Shroud of the Healer
"It is a bit of a ... what do you say? ... blot."
"You're not still thinking of working there, I hope. The whole place is fenced in. You'd soon get fed up with the security checks going in and out."
Zoé laughed. She was growing more relaxed as the day went on. "Why should I want to come and go? I will find myself the handsome young doctor and stay inside forever."
"He'd die of exhaustion."
"Not necessarily. I would be easy on him. Like I am with you."
Matt wasn't going to take the put-down without protest. "Then I'd bug the place and listen to you groaning and moaning in bed."
"You are disgusting, Matt Rider. How about buying me a coffee after the drive so long?"

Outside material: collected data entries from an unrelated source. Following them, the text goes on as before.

use serde_json::Value;

/// Key answer fields, most telling first.
const PRIORITY_KEYS: [&str; 7] = [
    "npv_min",
    "roi_min_pct",
    "irr_min",
    "first_year_interest",
    "total_interest",
    "base_case_value",
    "directory",
];

/// Print just the key answer value from the output.
///
/// Looks inside `result` (and its `metrics` block when present) for the first
/// non-null priority field, then falls back to the first field.
pub fn print_minimal(value: &Value) {
    let result_obj = value
        .as_object()
        .and_then(|m| m.get("result"))
        .unwrap_or(value);
    let target = result_obj
        .as_object()
        .and_then(|m| m.get("metrics"))
        .filter(|m| m.is_object())
        .unwrap_or(result_obj);

    println!("{}", minimal_line(target));
}

fn minimal_line(target: &Value) -> String {
    if let Value::Object(map) = target {
        for key in &PRIORITY_KEYS {
            if let Some(val) = map.get(*key) {
                if !val.is_null() {
                    return format_minimal(val);
                }
            }
        }

        if let Some((key, val)) = map.iter().next() {
            return format!("{}: {}", key, format_minimal(val));
        }
    }

    format_minimal(target)
}

fn format_minimal(value: &Value) -> String {
    match value {
        Value::String(s) => s.clone(),
        Value::Number(n) => n.to_string(),
        Value::Bool(b) => b.to_string(),
        Value::Null => "null".to_string(),
        _ => serde_json::to_string(value).unwrap_or_default(),
    }
}

#[cfg(test)]
mod tests {
    use super::*;
    use serde_json::json;

    #[test]
    fn test_skips_null_priority_fields() {
        let metrics = json!({"irr_min": "0.05", "npv_min": null, "roi_min_pct": "91.08"});
        assert_eq!(minimal_line(&metrics), "91.08");
    }

    #[test]
    fn test_falls_back_to_first_field() {
        assert_eq!(minimal_line(&json!({"villa_count": 5})), "villa_count: 5");
    }
}
use serde_json::Value;
use std::fs;
use std::path::{Path, PathBuf};

/// Read a JSON or YAML file (by extension) as a generic serde_json::Value.
pub fn read_value(path: &str) -> Result<Value, Box<dyn std::error::Error>> {
    let canonical = resolve_path(path)?;
    let contents = fs::read_to_string(&canonical)
        .map_err(|e| format!("Failed to read '{}': {}", canonical.display(), e))?;
    parse_document(&canonical, &contents)
        .map_err(|e| format!("Failed to parse '{}': {}", canonical.display(), e).into())
}

fn is_yaml(path: &Path) -> bool {
    path.extension()
        .and_then(|ext| ext.to_str())
        .is_some_and(|ext| ext.eq_ignore_ascii_case("yaml") || ext.eq_ignore_ascii_case("yml"))
}

fn parse_document(path: &Path, contents: &str) -> Result<Value, Box<dyn std::error::Error>> {
    if is_yaml(path) {
        Ok(serde_yaml::from_str(contents)?)
    } else {
        Ok(serde_json::from_str(contents)?)
    }
}

/// Resolve the path against the working directory and check it is a file.
fn resolve_path(path: &str) -> Result<PathBuf, Box<dyn std::error::Error>> {
    let p = Path::new(path);
    let canonical = if p.is_absolute() {
        p.to_path_buf()
    } else {
        std::env::current_dir()?.join(p)
    };

    if !canonical.exists() {
        return Err(format!("File not found: {}", canonical.display()).into());
    }

    if !canonical.is_file() {
        return Err(format!("Not a file: {}", canonical.display()).into());
    }

    Ok(canonical)
}

#[cfg(test)]
mod tests {
    use super::*;

    #[test]
    fn test_yaml_and_json_parse_alike() {
        let yaml = parse_document(Path::new("project.yml"), "villa_count: 12\noccupancy_rate: 0.5\n").unwrap();
        let json = parse_document(Path::new("project.json"), r#"{"villa_count": 12, "occupancy_rate": 0.5}"#).unwrap();
        assert_eq!(yaml, json);
    }

    #[test]
    fn test_missing_file() {
        assert!(read_value("definitely/not/here.json").is_err());
    }
}
use clap::Args;
use rust_decimal::Decimal;
use serde_json::{json, Value};

use villa_invest_core::scenarios::{
    self, ComparisonInput, MetricKind, NamedScenario, ParameterField, SensitivityInput,
    MAX_CHART_VILLAS, MIN_CHART_VILLAS,
};
use villa_invest_core::types::SensitivityVariable;

use super::ProjectArgs;
use crate::input;

/// Parse `name:min:max:step` into a sweep variable.
fn parse_sens_var(text: &str) -> Result<SensitivityVariable, Box<dyn std::error::Error>> {
    let parts: Vec<&str> = text.split(':').collect();
    if parts.len() != 4 {
        return Err(format!(
            "Sensitivity variable must be name:min:max:step, got '{}'",
            text
        )
        .into());
    }
    Ok(SensitivityVariable {
        name: parts[0].to_string(),
        min: parts[1].parse()?,
        max: parts[2].parse()?,
        step: parts[3].parse()?,
    })
}

/// Arguments for a one-parameter sweep
#[derive(Args)]
pub struct SweepArgs {
    /// Parameter to vary (e.g. price_per_night, occupancy_rate, villa_count)
    #[arg(long)]
    pub field: ParameterField,

    /// Explicit values, comma-separated (fractions for rates)
    #[arg(long, value_delimiter = ',', conflicts_with = "range")]
    pub values: Option<Vec<Decimal>>,

    /// Range as min:max:step
    #[arg(long)]
    pub range: Option<String>,

    /// Report a single metric per point instead of the full metrics
    #[arg(long)]
    pub metric: Option<MetricKind>,

    #[command(flatten)]
    pub project: ProjectArgs,
}

pub fn run_sweep(args: SweepArgs) -> Result<Value, Box<dyn std::error::Error>> {
    let project = args.project.resolve()?;

    let values = match (args.values, args.range) {
        (Some(values), _) => values,
        (None, Some(range)) => {
            let var = parse_sens_var(&format!("{}:{range}", args.field))?;
            scenarios::sensitivity::generate_sweep_values(&var)?
        }
        (None, None) => return Err("--values or --range is required".into()),
    };

    let result = scenarios::sweep_parameter(&project.parameters, &project.config, args.field, &values)?;

    let Some(metric) = args.metric else {
        return Ok(serde_json::to_value(result)?);
    };

    let rows: Vec<Value> = result
        .result
        .points
        .iter()
        .map(|p| {
            json!({
                args.field.as_str(): p.value,
                metric.as_str(): p.metrics.as_ref().and_then(|m| metric.extract(m)),
                "error": p.error,
            })
        })
        .collect();
    Ok(json!({
        "result": rows,
        "methodology": result.methodology,
        "assumptions": result.assumptions,
        "warnings": result.warnings,
        "metadata": result.metadata,
    }))
}

/// Arguments for the ROI-by-villa-count chart data
#[derive(Args)]
pub struct RoiChartArgs {
    /// Smallest villa count
    #[arg(long, default_value_t = MIN_CHART_VILLAS)]
    pub min_villas: u32,

    /// Largest villa count
    #[arg(long, default_value_t = MAX_CHART_VILLAS)]
    pub max_villas: u32,

    #[command(flatten)]
    pub project: ProjectArgs,
}

pub fn run_roi_chart(args: RoiChartArgs) -> Result<Value, Box<dyn std::error::Error>> {
    let project = args.project.resolve()?;
    let result = scenarios::roi_by_villa_count(
        &project.parameters,
        &project.config,
        args.min_villas,
        args.max_villas,
    )?;
    Ok(serde_json::to_value(result)?)
}

/// Arguments for 2-way sensitivity analysis
#[derive(Args)]
pub struct SensitivityArgs {
    /// Row variable as name:min:max:step (e.g. "prime_rate:0.02:0.06:0.01")
    #[arg(long)]
    pub var1: String,

    /// Column variable as name:min:max:step
    #[arg(long)]
    pub var2: String,

    /// Metric shown in each cell
    #[arg(long, default_value = "npv_min")]
    pub metric: MetricKind,

    #[command(flatten)]
    pub project: ProjectArgs,
}

pub fn run_sensitivity(args: SensitivityArgs) -> Result<Value, Box<dyn std::error::Error>> {
    let project = args.project.resolve()?;
    let input = SensitivityInput {
        parameters: project.parameters,
        config: project.config,
        variable_1: parse_sens_var(&args.var1)?,
        variable_2: parse_sens_var(&args.var2)?,
        output_metric: args.metric,
    };
    let result = scenarios::evaluate_sensitivity(&input)?;
    Ok(serde_json::to_value(result)?)
}

/// Arguments for side-by-side scenario comparison
#[derive(Args)]
pub struct CompareArgs {
    /// JSON or YAML file with `first`, `second` and optional `config`
    #[arg(long)]
    pub scenarios: Option<String>,

    /// Villa count of the first scenario
    #[arg(long, default_value_t = 10)]
    pub first_villas: u32,

    /// Villa count of the second scenario
    #[arg(long, default_value_t = 20)]
    pub second_villas: u32,

    #[command(flatten)]
    pub project: ProjectArgs,
}

pub fn run_compare(args: CompareArgs) -> Result<Value, Box<dyn std::error::Error>> {
    let comparison: ComparisonInput = if let Some(ref path) = args.scenarios {
        serde_json::from_value(input::file::read_value(path)?)?
    } else {
        let project = args.project.resolve()?;
        let scenario = |name: &str, villas: u32| NamedScenario {
            name: name.into(),
            parameters: villa_invest_core::project::ProjectParameters {
                villa_count: villas,
                ..project.parameters.clone()
            },
        };
        ComparisonInput {
            first: scenario("Scenario 1", args.first_villas),
            second: scenario("Scenario 2", args.second_villas),
            config: project.config.clone(),
        }
    };

    let result = scenarios::compare_scenarios(&comparison)?;
    Ok(serde_json::to_value(result)?)
}

#[cfg(test)]
mod tests {
    use super::*;
    use rust_decimal_macros::dec;

    #[test]
    fn test_parse_sens_var() {
        let var = parse_sens_var("prime_rate:0.02:0.06:0.01").unwrap();
        assert_eq!(var.name, "prime_rate");
        assert_eq!(var.min, dec!(0.02));
        assert_eq!(var.step, dec!(0.01));
        assert!(parse_sens_var("prime_rate:0.02").is_err());
    }
}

Zoé nodded towards the local bar where three large yellow umbrellas protected the tables from the pigeons in the trees above. A middle-aged woman in a wine-stained apron appeared. They were her only customers.
Matt ordered a black coffee for himself and a white one for Zoé. From his shaky bistro chair he studied the cobbled square, complete with traditional village pump in a stone surround.
Zoé kept staring up at the clinic.
"What are you doing?" he asked. "Dreaming of your young doctor?"
"I was looking at the black kites circling in the sky. I think perhaps there is a nest on the big rock."
"They look like DC3s, old Dakota aircraft. Is that all that's on your mind?" He knew it wasn't.
Zoé took hold of his hand. "Also, I am thinking about ... your work."
He sighed, loudly. "Leave it."
"You do not understand, Matt. I do not wish to stop you working for Ken." She leaned across and gave him a hug.
He looked back up at the hill. "I could hang-glide from the top of there."
Zoé sounded surprised. "You know how to use a hang-glider?"
"I went on an adventure course in the Alps. Hang-gliders, paragliders. It was brilliant. I've been paragliding quite a few times since. I'm almost an expert."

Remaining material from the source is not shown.